Acorns also allows you to invest your spare change into a low-cost, well-diversified portfolio that has been designed following Modern Portfolio Theory. An investment method that uses the latest economic studies to maximize returns and minimize risk.
This is a huge benefit, because putting money into a savings account is about as productive as stuffing it into a mattress. A well invested portfolio, on the other hand, can grow a small fortune, even with modest contributions. To illustrate, just investing $50 every month for 30 years will generate $56,684, assuming an average annual APR of 6 percent.
An additional advantage of Acorns is that, because it is linked with your bank and credit card accounts, it can look for rebates and reward bonuses and encourage you to deposit them into your investment fund.
Downloading the app is free. Once you start using the app you will have to pay a $1 a month, a 0.5% annual commission on your first $5,000 and 0.25% on any additional funds. For instance, if you invest $5,000 in Acorns, you will pay $3.08 a month, $37 a year. There are no fees for accounts with $0 so you don't have to worry about going into the red if you end up not using your Acorns account. These fees are comparable to those charged by other automated investment services, such as SigFig, Wealthfront and Betterment, but they aren't cheap. For instance, Wealthfront, a leading automated investment service, doesn't have a monthly fee and charges 0.15% of your savings for managing the first $10,000 and 0.40% for anything over $10,000. The catch is you need to have $5,000 to start an account with Wealthfront.
As a psychological trick to motivate people to invest, Acorns is a neat concept. The fees are not high and there is no minimum investment amount, which is often an obstacle for those looking to open a fund. If you don't have a retirement fund, stop what your're doing and setup an Acorns account.

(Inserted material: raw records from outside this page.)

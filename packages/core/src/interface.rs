//! Interfaces: named bundles of functions, properties and signals.

use std::collections::BTreeMap;
use std::fmt;
use std::sync::Arc;

use ipctree_variant::{Variant, VariantTuple, VariantType, WireTuple};
use parking_lot::Mutex;

use crate::error::{Error, MemberKind, Result};
use crate::function::Function;
use crate::introspect::{self, FunctionInfo, InterfaceInfo, PropertyInfo, SignalInfo};
use crate::node::{Node, NodeLink};
use crate::property::Property;
use crate::signal::Signal;

pub type FunctionTable = BTreeMap<String, Function>;
pub type PropertyTable = BTreeMap<String, Property>;
pub type SignalTable = BTreeMap<String, Signal>;

/// A named, fixed set of functions, properties and signals.
///
/// The function and signal tables never change after construction. The
/// property table can be edited until the interface is attached; after that
/// only property values change.
///
/// # Ownership
///
/// The application owns interfaces. [`Node::make_interface`] moves the value
/// into an `Arc` and hands it back; the node keeps only a weak reference.
/// Dropping the last `Arc` detaches the interface from its node and every
/// transport. Destroying the node detaches, but does not destroy, the
/// interfaces still held elsewhere.
///
/// A clone is always detached. Only the registered instance can emit signals.
pub struct Interface {
    name: String,
    functions: FunctionTable,
    properties: PropertyTable,
    signals: SignalTable,
    owner: Mutex<Option<NodeLink>>,
}

impl Interface {
    pub fn new(
        name: impl Into<String>,
        functions: FunctionTable,
        properties: PropertyTable,
        signals: SignalTable,
    ) -> Self {
        Self {
            name: name.into(),
            functions,
            properties,
            signals,
            owner: Mutex::new(None),
        }
    }

    pub fn builder(name: impl Into<String>) -> InterfaceBuilder {
        InterfaceBuilder {
            name: name.into(),
            functions: FunctionTable::new(),
            properties: PropertyTable::new(),
            signals: SignalTable::new(),
        }
    }

    pub fn name(&self) -> &str {
        &self.name
    }

    pub fn functions(&self) -> &FunctionTable {
        &self.functions
    }

    pub fn properties(&self) -> &PropertyTable {
        &self.properties
    }

    /// Mutable access to the property table of a detached interface.
    ///
    /// Returns `None` once the interface is attached.
    pub fn properties_mut(&mut self) -> Option<&mut PropertyTable> {
        if self.owner.get_mut().is_some() {
            return None;
        }
        Some(&mut self.properties)
    }

    pub fn signals(&self) -> &SignalTable {
        &self.signals
    }

    pub fn function(&self, name: &str) -> Result<&Function> {
        self.functions
            .get(name)
            .ok_or_else(|| Error::unknown(MemberKind::Function, name))
    }

    pub fn get_property(&self, name: &str) -> Result<&Property> {
        self.properties
            .get(name)
            .ok_or_else(|| Error::unknown(MemberKind::Property, name))
    }

    pub fn signal(&self, name: &str) -> Result<&Signal> {
        self.signals
            .get(name)
            .ok_or_else(|| Error::unknown(MemberKind::Signal, name))
    }

    /// Check whether a node currently owns this interface.
    pub fn is_attached(&self) -> bool {
        self.owner.lock().is_some()
    }

    /// The owning node, if attached and still alive.
    pub fn node(&self) -> Option<Arc<Node>> {
        let link = self.owner.lock().clone()?;
        link.node()
    }

    pub(crate) fn set_owner(&self, owner: Option<NodeLink>) {
        *self.owner.lock() = owner;
    }

    /// Emit a declared signal with a native argument tuple.
    ///
    /// Does nothing while the interface is detached.
    ///
    /// # Panics
    ///
    /// Panics if the signal is undeclared, the arity or any argument type
    /// differs from the declaration, or this is not the registered instance
    /// of an attached interface.
    pub fn emit_signal<Args: WireTuple>(&self, signal: &str, args: Args) {
        let declared = self.declared_signal(signal);
        let types = Args::variant_types();
        if types.len() != declared.types().len() {
            panic!(
                "signal '{}' on '{}' takes {} arguments, emitted with {}",
                signal,
                self.name,
                declared.types().len(),
                types.len()
            );
        }
        if types != declared.types() {
            panic!(
                "signal '{}' on '{}' declared as {}, emitted as {}",
                signal,
                self.name,
                declared.args_type(),
                VariantType::tuple(types)
            );
        }

        self.forward(signal, &args.to_variants(), &declared.args_type());
    }

    /// Emit a declared signal with already-encoded arguments.
    ///
    /// # Panics
    ///
    /// Same conditions as [`Interface::emit_signal`], with each value checked
    /// structurally against its declared type.
    pub fn emit_variants(&self, signal: &str, args: &[Variant]) {
        let declared = self.declared_signal(signal);
        if args.len() != declared.types().len() {
            panic!(
                "signal '{}' on '{}' takes {} arguments, emitted with {}",
                signal,
                self.name,
                declared.types().len(),
                args.len()
            );
        }
        if let Some(position) = args
            .iter()
            .zip(declared.types())
            .position(|(value, ty)| !value.matches(ty))
        {
            panic!(
                "signal '{}' on '{}' argument {} must be {}, emitted a {}",
                signal,
                self.name,
                position,
                declared.types()[position],
                args[position].type_name()
            );
        }

        self.forward(signal, args, &declared.args_type());
    }

    fn declared_signal(&self, signal: &str) -> &Signal {
        match self.signals.get(signal) {
            Some(declared) => declared,
            None => panic!("signal '{}' is not declared on '{}'", signal, self.name),
        }
    }

    fn forward(&self, signal: &str, args: &[Variant], args_type: &VariantType) {
        let link = self.owner.lock().clone();
        if let Some(link) = link {
            link.emit_signal(self, signal, args, args_type);
        }
    }

    /// Describe every member, for introspection.
    pub fn describe(&self) -> InterfaceInfo {
        InterfaceInfo {
            name: self.name.clone(),
            functions: self
                .functions
                .iter()
                .map(|(name, f)| FunctionInfo {
                    name: name.clone(),
                    inputs: introspect::args(f.arg_names(), f.arg_types()),
                    outputs: introspect::args(f.return_names(), f.return_types()),
                })
                .collect(),
            properties: self
                .properties
                .iter()
                .map(|(name, p)| PropertyInfo {
                    name: name.clone(),
                    variant_type: p.variant_type().clone(),
                    readable: p.readable(),
                    writeable: p.writeable(),
                })
                .collect(),
            signals: self
                .signals
                .iter()
                .map(|(name, s)| SignalInfo {
                    name: name.clone(),
                    args: introspect::args(s.names(), s.types()),
                })
                .collect(),
        }
    }

    /// Call a function by name.
    pub fn call(&self, function: &str, args: &[Variant]) -> Result<VariantTuple> {
        self.function(function)?.call(args)
    }
}

impl Clone for Interface {
    fn clone(&self) -> Self {
        Self::new(
            self.name.clone(),
            self.functions.clone(),
            self.properties.clone(),
            self.signals.clone(),
        )
    }
}

impl Drop for Interface {
    fn drop(&mut self) {
        if let Some(link) = self.owner.get_mut().take() {
            link.release(self);
        }
    }
}

impl fmt::Debug for Interface {
    fn fmt(&self, f: &mut fmt::Formatter<'_>) -> fmt::Result {
        f.debug_struct("Interface")
            .field("name", &self.name)
            .field("functions", &self.functions.keys().collect::<Vec<_>>())
            .field("properties", &self.properties.keys().collect::<Vec<_>>())
            .field("signals", &self.signals.keys().collect::<Vec<_>>())
            .field("attached", &self.is_attached())
            .finish()
    }
}

/// Builder for [`Interface`].
#[derive(Debug)]
pub struct InterfaceBuilder {
    name: String,
    functions: FunctionTable,
    properties: PropertyTable,
    signals: SignalTable,
}

impl InterfaceBuilder {
    pub fn function(mut self, name: impl Into<String>, function: Function) -> Self {
        self.functions.insert(name.into(), function);
        self
    }

    pub fn property(mut self, name: impl Into<String>, property: Property) -> Self {
        self.properties.insert(name.into(), property);
        self
    }

    pub fn signal(mut self, name: impl Into<String>, signal: Signal) -> Self {
        self.signals.insert(name.into(), signal);
        self
    }

    pub fn build(self) -> Interface {
        Interface::new(self.name, self.functions, self.properties, self.signals)
    }
}

/// Application types that carry an [`Interface`].
///
/// Implement this to attach a type that holds its own state next to its
/// interface, then reach that state through the `Arc` returned by
/// [`Node::make_interface`].
pub trait AsInterface: Send + Sync + 'static {
    fn interface(&self) -> &Interface;
}

impl AsInterface for Interface {
    fn interface(&self) -> &Interface {
        self
    }
}
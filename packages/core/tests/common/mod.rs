//! A recording transport for exercising the node tree.

#![allow(dead_code)]

use std::collections::{BTreeMap, BTreeSet};
use std::sync::atomic::{AtomicBool, Ordering};
use std::sync::{Arc, Mutex};

use ipctree_core::{Error, Interface, Node, Result, Transport, Variant, VariantType, WeakObjectRef};

#[derive(Debug, Clone, PartialEq)]
pub struct Emitted {
    pub address: String,
    pub interface: String,
    pub signal: String,
    pub args: Vec<Variant>,
    pub args_type: VariantType,
}

/// Records registrations and emissions; can be told to fail.
#[derive(Default)]
pub struct MockTransport {
    root: String,
    registered: Mutex<BTreeSet<(String, String)>>,
    emitted: Mutex<Vec<Emitted>>,
    managing: Mutex<BTreeMap<String, WeakObjectRef>>,
    fail_add: AtomicBool,
    fail_emit: AtomicBool,
    drop_hook: Mutex<Option<DropHook>>,
}

type DropHook = (String, Box<dyn FnOnce() + Send>);

impl MockTransport {
    pub fn new(root: &str) -> Arc<Self> {
        Arc::new(Self {
            root: root.to_string(),
            ..Default::default()
        })
    }

    pub fn failing(root: &str) -> Arc<Self> {
        let transport = Self::new(root);
        transport.set_fail_add(true);
        transport
    }

    pub fn set_fail_add(&self, fail: bool) {
        self.fail_add.store(fail, Ordering::SeqCst);
    }

    pub fn set_fail_emit(&self, fail: bool) {
        self.fail_emit.store(fail, Ordering::SeqCst);
    }

    /// Run `hook` once, right after `interface` is next unregistered.
    pub fn on_drop(&self, interface: &str, hook: impl FnOnce() + Send + 'static) {
        *self.drop_hook.lock().unwrap() = Some((interface.to_string(), Box::new(hook)));
    }

    pub fn registered(&self) -> Vec<(String, String)> {
        self.registered.lock().unwrap().iter().cloned().collect()
    }

    pub fn is_registered(&self, address: &str, interface: &str) -> bool {
        self.registered
            .lock()
            .unwrap()
            .contains(&(address.to_string(), interface.to_string()))
    }

    pub fn emitted(&self) -> Vec<Emitted> {
        self.emitted.lock().unwrap().clone()
    }

    pub fn managed_addresses(&self) -> Vec<String> {
        self.managing.lock().unwrap().keys().cloned().collect()
    }
}

impl Transport for MockTransport {
    fn root(&self) -> &str {
        &self.root
    }

    fn add_interface(&self, node: &Node, interface: &Interface) -> Result<()> {
        if self.fail_add.load(Ordering::SeqCst) {
            return Err(Error::transport("mock transport refuses registrations"));
        }
        let key = (node.full_name(self), interface.name().to_string());
        let mut registered = self.registered.lock().unwrap();
        if !registered.insert(key.clone()) {
            return Err(Error::DuplicateRegistration(format!("{} at {}", key.1, key.0)));
        }
        Ok(())
    }

    fn drop_interface(&self, address: &str, interface: &str) -> bool {
        let removed = self
            .registered
            .lock()
            .unwrap()
            .remove(&(address.to_string(), interface.to_string()));

        let hook = {
            let mut slot = self.drop_hook.lock().unwrap();
            match slot.take() {
                Some((name, hook)) if name == interface => Some(hook),
                other => {
                    *slot = other;
                    None
                }
            }
        };
        if let Some(hook) = hook {
            hook();
        }
        removed
    }

    fn emit_signal(
        &self,
        address: &str,
        interface: &str,
        signal: &str,
        args: &[Variant],
        args_type: &VariantType,
    ) -> Result<()> {
        self.emitted.lock().unwrap().push(Emitted {
            address: address.to_string(),
            interface: interface.to_string(),
            signal: signal.to_string(),
            args: args.to_vec(),
            args_type: args_type.clone(),
        });
        if self.fail_emit.load(Ordering::SeqCst) {
            return Err(Error::transport("mock transport drops signals"));
        }
        Ok(())
    }

    fn set_managing(&self, node: &Node, object: Option<WeakObjectRef>) {
        let address = node.full_name(self);
        let mut managing = self.managing.lock().unwrap();
        match object {
            Some(object) => {
                managing.insert(address, object);
            }
            None => {
                managing.remove(&address);
            }
        }
    }
}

Having said that, if you are already a motivated investor and you have already started a fund, it is a bit of a useless gimmick, even with the relatively low fees. I did like the idea that you can always afford to increase your savings by the change you would get back if you paid for things in cash. So I estimated how much I would save if I used Acorns. The total came to $50 a month (100 transactions a month and an average of 50 cents in change per transaction); and I simply added $50 to my automatic monthly transfer to my Vanguard Target Retirement Fund (0.17% total management cost), which gave me the same advantages without the extra cost.